Teo Chew Society — $25,000

United Korean Association — $31,000

Source: Red Cross

Beginning in February, the hospital's staff began a series of fundraising events that culminated in yesterday's check presentation. A committee headed by Bryan Croft, vice president of patient care at Queen's, organized bake sales, barbecue lunches, rummage sales, a craft fair and a tsunami relief concert. Employees were also able to donate unused paid time off.

"As a healthcare community partner, we felt like we should be able to step up and do something to support the nationwide effort to provide support," Croft said.

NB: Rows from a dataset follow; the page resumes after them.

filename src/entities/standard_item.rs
//! Read-mostly reference catalog of standard parts.

use sea_orm::entity::prelude::*;
use serde::{Deserialize, Serialize};

#[derive(Clone, Debug, PartialEq, Eq, DeriveEntityModel, Serialize, Deserialize)]
#[sea_orm(table_name = "standard_items")]
pub struct Model {
    #[sea_orm(primary_key)]
    pub id: i32,
    /// External code of the feed the entry came from.
    #[sea_orm(unique)]
    pub code: String,
    #[sea_orm(column_type = "Text")]
    pub description: String,
    pub category: String,
    pub sub_category: String,
    pub unit: String,
    /// JSON array of strings.
    pub keywords: Json,
    #[sea_orm(column_type = "Text")]
    pub notes: String,
    /// Source tag, e.g. `IMPA`.
    pub catalog: String,
}

impl Model {
    pub fn keyword_list(&self) -> Vec<String> {
        self.keywords
            .as_array()
            .map(|values| {
                values
                    .iter()
                    .filter_map(|value| value.as_str().map(str::to_string))
                    .collect()
            })
            .unwrap_or_default()
    }
}

#[derive(Copy, Clone, Debug, EnumIter, DeriveRelation)]
pub enum Relation {}

impl ActiveModelBehavior for ActiveModel {}
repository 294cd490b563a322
pub mod config;
pub mod handlers;
pub mod models;
pub mod services;
pub mod startup;

pub use startup::{build_router, AppState, Application};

The Red Cross estimates that 155,000 people were killed, 527,000 injured and more than 1 million left homeless from the tsunami and its aftereffects.

Disasters like these hit close to home, said Croft. "We understood that there is potential for something like this to happen here as well."

The Red Cross has received an outpouring of donations large and small from all over Hawai'i, with everyone from schoolchildren to businesses and nonprofit groups contributing.

"I am so pleased and humbled by Hawai'i's generosity and compassion to the people and victims of the Southeast Asia tsunami," said Coralie Chun Mata-yoshi, chief executive officer of the Red Cross Hawai'i Chapter.

The single largest donation came from the Wave of Aloha fundraiser organized by Chai Chaowasaree, owner and chef of Chai's Island Bistro. The January event, which featured nearly 100 restaurants, raised $200,000.

A team of East-West Center Asia Pacific Leadership program participants and University of Hawai'i students raised $10,300 to help rebuild housing in tsunami-devastated Sri Lanka.

Mid-Pacific Institute President Joe Rice said a group of students decided they wanted to do something after talking about the disaster in social-studies class. "They thought of it entirely on their own," Rice said.

He estimated that more than $13,000 was raised for the Red Cross, surpassing their initial goal.